▶ **What the task asks**
Only the lines from the one containing "int_part += 1;" through the final line of the entries below are wanted, each copied exactly.
(Data to process Opens)
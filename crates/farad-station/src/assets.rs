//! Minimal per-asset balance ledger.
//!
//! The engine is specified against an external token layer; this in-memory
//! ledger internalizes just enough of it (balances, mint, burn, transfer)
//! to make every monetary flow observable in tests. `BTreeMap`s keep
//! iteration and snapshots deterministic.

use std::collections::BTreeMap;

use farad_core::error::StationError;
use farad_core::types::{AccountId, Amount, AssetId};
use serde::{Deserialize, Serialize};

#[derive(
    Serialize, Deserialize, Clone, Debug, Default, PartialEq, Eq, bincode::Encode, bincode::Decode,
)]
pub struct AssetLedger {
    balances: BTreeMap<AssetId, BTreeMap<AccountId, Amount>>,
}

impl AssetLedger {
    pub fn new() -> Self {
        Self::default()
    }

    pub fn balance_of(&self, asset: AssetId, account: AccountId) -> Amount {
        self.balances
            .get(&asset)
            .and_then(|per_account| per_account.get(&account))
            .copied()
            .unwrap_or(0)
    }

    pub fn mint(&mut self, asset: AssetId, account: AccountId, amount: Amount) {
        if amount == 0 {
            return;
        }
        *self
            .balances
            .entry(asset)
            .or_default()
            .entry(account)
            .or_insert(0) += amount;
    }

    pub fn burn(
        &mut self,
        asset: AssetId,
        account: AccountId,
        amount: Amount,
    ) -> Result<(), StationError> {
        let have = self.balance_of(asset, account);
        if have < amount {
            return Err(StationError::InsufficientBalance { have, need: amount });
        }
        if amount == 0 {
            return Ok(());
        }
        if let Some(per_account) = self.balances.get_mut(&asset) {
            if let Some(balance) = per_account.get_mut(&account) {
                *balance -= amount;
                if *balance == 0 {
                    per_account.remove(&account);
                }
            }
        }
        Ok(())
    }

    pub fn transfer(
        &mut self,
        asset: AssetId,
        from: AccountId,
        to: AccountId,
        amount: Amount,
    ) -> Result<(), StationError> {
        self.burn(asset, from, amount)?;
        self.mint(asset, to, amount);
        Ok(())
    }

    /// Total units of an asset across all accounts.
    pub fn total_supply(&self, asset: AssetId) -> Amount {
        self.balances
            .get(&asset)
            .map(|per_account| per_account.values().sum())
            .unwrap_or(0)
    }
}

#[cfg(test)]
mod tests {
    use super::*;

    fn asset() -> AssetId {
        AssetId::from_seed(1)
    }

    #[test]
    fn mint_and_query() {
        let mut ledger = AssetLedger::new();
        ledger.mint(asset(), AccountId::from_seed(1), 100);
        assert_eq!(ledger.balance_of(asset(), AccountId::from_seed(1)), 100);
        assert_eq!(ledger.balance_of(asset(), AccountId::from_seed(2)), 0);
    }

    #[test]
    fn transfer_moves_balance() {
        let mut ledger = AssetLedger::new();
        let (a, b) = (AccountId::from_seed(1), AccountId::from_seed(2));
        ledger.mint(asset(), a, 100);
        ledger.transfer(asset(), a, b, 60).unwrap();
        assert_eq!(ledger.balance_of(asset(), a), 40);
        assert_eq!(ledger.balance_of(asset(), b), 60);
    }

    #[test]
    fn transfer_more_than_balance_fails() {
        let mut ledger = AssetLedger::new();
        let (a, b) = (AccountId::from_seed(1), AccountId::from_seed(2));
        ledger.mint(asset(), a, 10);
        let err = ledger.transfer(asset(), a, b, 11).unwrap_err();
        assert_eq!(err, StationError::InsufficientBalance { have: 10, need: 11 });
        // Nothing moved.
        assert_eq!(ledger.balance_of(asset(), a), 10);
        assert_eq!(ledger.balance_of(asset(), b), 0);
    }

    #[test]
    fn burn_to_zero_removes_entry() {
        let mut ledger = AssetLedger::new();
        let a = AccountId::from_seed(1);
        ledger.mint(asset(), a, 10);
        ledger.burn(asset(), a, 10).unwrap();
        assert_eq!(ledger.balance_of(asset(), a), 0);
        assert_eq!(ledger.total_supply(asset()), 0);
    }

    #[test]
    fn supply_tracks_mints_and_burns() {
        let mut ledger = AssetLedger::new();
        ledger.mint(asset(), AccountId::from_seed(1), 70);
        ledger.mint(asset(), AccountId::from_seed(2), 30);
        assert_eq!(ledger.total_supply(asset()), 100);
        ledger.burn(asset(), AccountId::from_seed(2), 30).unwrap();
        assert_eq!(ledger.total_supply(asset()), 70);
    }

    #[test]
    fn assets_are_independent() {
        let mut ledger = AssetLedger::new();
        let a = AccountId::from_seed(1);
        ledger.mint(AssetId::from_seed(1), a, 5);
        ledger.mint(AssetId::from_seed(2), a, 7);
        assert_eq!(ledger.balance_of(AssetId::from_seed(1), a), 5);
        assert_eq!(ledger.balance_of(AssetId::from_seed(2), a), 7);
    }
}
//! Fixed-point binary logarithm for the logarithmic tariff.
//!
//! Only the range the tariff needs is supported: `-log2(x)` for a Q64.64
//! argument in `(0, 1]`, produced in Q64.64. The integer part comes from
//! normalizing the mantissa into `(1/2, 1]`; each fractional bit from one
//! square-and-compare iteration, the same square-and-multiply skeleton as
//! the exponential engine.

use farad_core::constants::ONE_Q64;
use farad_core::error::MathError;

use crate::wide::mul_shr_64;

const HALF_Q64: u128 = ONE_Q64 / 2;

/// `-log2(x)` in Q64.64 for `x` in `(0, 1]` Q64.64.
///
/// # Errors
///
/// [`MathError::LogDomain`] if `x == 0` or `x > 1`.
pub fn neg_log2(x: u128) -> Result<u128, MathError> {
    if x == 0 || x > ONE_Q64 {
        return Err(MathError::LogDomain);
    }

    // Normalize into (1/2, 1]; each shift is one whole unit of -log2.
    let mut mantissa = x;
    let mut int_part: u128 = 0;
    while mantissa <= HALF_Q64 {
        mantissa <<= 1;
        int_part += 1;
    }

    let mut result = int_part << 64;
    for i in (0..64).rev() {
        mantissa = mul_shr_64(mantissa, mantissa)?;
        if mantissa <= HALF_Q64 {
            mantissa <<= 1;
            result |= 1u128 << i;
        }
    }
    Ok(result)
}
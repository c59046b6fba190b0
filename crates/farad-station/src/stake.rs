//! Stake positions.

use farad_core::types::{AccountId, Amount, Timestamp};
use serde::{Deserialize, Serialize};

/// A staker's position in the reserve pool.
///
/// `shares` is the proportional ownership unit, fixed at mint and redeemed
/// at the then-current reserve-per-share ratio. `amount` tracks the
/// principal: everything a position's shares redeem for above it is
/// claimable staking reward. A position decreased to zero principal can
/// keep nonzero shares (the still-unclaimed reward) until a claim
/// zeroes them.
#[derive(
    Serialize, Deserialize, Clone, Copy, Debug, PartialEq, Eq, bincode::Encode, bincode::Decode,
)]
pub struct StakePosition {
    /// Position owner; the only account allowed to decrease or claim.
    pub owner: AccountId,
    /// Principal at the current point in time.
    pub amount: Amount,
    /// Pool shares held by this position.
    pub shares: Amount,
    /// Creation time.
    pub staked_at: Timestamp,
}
(Data to process Closes)
▶ **Reply to the task**
        int_part += 1;
    }

    let mut result = int_part << 64;
    for i in (0..64).rev() {
        mantissa = mul_shr_64(mantissa, mantissa)?;
        if mantissa <= HALF_Q64 {
            mantissa <<= 1;
            result |= 1u128 << i;
        }
    }
    Ok(result)
}
repository c59046b6fba190b0
filename crates/farad-station/src/stake.rs
//! Stake positions.

use farad_core::types::{AccountId, Amount, Timestamp};
use serde::{Deserialize, Serialize};

/// A staker's position in the reserve pool.
///
/// `shares` is the proportional ownership unit, fixed at mint and redeemed
/// at the then-current reserve-per-share ratio. `amount` tracks the
/// principal: everything a position's shares redeem for above it is
/// claimable staking reward. A position decreased to zero principal can
/// keep nonzero shares (the still-unclaimed reward) until a claim
/// zeroes them.
#[derive(
    Serialize, Deserialize, Clone, Copy, Debug, PartialEq, Eq, bincode::Encode, bincode::Decode,
)]
pub struct StakePosition {
    /// Position owner; the only account allowed to decrease or claim.
    pub owner: AccountId,
    /// Principal at the current point in time.
    pub amount: Amount,
    /// Pool shares held by this position.
    pub shares: Amount,
    /// Creation time.
    pub staked_at: Timestamp,
}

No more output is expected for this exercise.